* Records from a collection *
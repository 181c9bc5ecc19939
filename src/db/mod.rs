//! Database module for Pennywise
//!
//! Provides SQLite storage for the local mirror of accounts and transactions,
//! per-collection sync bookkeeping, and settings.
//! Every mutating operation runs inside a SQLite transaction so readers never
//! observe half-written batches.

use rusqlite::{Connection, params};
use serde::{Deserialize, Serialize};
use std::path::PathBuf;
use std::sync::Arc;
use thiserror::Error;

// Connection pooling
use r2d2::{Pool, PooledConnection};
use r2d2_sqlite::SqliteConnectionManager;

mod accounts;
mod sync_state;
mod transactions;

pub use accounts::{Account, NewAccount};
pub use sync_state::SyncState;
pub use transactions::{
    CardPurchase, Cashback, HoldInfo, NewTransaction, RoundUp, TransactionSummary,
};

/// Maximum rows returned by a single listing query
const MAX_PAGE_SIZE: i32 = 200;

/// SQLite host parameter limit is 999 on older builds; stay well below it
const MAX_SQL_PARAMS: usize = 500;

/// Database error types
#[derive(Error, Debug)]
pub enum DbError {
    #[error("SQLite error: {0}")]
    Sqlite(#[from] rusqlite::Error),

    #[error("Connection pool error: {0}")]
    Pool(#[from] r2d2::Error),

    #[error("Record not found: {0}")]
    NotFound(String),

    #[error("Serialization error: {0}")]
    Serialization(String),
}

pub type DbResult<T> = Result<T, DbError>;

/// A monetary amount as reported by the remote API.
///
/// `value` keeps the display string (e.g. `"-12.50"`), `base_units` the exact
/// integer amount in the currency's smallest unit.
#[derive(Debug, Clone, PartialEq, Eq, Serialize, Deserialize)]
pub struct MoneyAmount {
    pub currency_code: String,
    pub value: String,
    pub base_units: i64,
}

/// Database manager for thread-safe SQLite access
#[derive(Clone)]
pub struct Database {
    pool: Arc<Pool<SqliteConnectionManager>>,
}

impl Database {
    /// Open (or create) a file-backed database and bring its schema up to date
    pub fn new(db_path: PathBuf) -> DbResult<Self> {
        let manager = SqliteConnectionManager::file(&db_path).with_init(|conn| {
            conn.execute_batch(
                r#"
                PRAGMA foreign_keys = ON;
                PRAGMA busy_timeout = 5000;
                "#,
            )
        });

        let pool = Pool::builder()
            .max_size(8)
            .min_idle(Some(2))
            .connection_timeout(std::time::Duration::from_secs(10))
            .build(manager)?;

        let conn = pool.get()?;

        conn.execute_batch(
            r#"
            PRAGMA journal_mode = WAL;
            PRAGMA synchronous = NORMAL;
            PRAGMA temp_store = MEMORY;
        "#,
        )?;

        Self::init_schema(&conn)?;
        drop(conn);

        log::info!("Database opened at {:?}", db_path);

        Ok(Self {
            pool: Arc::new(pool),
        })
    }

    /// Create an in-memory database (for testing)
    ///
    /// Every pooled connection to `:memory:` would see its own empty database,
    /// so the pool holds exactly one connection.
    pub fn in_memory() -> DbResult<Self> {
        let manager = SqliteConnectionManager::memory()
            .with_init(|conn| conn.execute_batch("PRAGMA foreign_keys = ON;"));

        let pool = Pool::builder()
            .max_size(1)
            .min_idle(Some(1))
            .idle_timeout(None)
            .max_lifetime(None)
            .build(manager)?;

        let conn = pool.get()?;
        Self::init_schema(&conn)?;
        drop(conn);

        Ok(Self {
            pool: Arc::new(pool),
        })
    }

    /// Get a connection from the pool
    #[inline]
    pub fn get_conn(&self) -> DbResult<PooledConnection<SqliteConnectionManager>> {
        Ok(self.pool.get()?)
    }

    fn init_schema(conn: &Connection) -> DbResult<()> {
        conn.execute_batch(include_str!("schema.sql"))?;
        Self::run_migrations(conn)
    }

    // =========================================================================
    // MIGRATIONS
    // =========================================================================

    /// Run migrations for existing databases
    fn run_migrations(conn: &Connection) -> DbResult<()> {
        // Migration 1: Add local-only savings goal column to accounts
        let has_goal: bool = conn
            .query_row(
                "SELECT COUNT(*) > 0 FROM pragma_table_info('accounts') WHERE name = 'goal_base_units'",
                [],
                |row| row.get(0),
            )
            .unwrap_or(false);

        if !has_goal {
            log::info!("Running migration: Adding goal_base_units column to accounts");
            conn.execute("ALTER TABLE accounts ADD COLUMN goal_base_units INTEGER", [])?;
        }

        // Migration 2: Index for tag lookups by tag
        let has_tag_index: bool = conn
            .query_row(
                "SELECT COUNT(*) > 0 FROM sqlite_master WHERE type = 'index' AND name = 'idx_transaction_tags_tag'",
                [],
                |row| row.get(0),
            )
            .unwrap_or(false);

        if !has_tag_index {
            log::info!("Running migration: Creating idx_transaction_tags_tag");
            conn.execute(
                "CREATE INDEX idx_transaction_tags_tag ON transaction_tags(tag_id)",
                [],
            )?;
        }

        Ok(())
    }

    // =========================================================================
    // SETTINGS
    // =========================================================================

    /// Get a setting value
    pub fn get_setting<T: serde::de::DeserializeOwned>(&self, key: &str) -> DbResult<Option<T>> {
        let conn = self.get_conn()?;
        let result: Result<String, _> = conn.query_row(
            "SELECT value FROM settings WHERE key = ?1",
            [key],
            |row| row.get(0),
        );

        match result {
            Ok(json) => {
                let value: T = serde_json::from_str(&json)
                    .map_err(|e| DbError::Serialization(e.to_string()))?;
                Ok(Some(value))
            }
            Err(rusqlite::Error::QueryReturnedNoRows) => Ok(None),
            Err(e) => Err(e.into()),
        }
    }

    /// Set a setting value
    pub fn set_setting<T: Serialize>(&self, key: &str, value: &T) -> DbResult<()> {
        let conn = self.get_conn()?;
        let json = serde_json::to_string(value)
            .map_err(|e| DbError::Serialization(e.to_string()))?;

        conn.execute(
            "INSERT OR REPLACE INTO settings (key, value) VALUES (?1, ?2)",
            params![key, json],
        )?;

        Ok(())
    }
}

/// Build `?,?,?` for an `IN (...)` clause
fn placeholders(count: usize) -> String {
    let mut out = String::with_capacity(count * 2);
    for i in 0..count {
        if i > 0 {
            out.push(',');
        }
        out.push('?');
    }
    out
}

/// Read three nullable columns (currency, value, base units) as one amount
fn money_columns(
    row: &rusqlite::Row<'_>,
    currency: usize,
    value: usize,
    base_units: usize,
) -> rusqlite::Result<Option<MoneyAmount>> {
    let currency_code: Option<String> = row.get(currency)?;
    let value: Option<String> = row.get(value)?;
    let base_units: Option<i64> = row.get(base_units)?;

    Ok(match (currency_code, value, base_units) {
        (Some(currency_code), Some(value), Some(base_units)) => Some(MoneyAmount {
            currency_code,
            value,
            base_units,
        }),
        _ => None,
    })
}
...
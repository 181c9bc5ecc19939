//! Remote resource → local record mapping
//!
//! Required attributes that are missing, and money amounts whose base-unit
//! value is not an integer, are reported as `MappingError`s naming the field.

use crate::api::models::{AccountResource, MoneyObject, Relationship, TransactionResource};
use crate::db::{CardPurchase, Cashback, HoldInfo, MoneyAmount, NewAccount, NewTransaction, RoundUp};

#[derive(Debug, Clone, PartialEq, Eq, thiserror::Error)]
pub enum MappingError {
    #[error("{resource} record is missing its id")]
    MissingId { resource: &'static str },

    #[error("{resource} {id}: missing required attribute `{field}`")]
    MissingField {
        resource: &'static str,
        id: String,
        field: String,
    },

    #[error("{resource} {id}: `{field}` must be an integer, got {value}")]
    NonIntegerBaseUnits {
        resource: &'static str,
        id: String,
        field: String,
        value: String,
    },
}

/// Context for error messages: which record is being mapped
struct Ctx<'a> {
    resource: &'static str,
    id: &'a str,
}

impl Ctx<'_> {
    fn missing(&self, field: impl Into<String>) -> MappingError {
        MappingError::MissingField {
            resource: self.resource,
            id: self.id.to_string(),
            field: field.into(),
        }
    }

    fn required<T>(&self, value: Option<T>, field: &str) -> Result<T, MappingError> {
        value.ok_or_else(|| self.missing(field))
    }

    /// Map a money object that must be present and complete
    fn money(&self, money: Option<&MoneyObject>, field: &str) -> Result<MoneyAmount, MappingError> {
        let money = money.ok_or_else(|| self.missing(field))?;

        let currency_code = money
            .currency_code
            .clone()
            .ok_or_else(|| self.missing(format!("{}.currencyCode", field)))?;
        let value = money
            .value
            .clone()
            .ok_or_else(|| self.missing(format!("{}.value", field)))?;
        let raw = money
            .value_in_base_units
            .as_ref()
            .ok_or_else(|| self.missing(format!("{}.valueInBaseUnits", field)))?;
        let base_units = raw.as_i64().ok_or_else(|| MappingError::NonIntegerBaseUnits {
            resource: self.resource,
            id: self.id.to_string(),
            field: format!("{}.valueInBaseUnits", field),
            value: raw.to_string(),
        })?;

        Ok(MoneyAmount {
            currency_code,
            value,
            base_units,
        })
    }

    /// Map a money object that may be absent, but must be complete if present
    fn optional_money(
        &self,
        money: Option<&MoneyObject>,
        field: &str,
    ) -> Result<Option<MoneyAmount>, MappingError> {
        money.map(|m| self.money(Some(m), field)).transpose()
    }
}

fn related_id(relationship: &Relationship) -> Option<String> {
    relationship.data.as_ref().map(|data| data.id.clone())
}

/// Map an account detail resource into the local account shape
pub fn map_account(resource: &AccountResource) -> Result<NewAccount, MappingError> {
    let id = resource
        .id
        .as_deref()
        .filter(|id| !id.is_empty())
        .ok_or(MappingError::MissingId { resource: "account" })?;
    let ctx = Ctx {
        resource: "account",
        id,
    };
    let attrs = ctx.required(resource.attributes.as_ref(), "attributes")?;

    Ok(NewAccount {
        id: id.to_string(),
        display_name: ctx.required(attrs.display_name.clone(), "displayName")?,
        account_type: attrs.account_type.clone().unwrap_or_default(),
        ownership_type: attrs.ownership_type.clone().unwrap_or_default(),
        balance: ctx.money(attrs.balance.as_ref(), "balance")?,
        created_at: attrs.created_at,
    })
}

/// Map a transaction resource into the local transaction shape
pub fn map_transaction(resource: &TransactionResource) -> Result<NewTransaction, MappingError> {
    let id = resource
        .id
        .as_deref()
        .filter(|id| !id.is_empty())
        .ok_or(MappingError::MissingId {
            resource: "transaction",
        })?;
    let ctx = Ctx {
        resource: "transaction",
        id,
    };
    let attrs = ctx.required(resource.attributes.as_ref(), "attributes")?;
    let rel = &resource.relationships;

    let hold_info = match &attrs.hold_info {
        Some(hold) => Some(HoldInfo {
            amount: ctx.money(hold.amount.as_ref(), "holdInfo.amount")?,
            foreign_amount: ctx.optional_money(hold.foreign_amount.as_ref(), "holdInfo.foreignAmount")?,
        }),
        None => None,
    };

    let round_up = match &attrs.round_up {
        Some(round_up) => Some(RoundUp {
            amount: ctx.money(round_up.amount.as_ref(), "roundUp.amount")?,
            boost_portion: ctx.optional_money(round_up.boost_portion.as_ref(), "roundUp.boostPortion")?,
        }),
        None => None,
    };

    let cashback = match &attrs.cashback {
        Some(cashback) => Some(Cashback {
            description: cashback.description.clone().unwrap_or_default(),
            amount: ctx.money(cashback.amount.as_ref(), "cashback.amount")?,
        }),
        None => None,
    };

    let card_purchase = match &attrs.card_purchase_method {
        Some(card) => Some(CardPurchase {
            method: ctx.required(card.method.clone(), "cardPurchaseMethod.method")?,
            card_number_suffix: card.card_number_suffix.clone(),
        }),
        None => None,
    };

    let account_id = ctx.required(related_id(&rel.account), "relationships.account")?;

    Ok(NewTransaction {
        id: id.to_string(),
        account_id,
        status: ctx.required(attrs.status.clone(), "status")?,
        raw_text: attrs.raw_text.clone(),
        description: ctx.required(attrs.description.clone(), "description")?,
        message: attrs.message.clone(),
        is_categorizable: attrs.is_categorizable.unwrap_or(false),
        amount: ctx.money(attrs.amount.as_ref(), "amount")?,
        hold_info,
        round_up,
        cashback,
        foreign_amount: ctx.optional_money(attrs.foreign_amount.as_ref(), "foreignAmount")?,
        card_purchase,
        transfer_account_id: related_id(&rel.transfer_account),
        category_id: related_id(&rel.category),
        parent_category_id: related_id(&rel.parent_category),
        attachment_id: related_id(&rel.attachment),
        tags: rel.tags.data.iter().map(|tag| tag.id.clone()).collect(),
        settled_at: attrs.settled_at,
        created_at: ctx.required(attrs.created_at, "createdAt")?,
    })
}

* YOUR INSTRUCTIONS *
Locate the word "format" in the records above, and return each line that has it.

* WRITTEN SOLUTION *
            .ok_or_else(|| self.missing(format!("{}.currencyCode", field)))?;
            .ok_or_else(|| self.missing(format!("{}.value", field)))?;
            .ok_or_else(|| self.missing(format!("{}.valueInBaseUnits", field)))?;
            field: format!("{}.valueInBaseUnits", field),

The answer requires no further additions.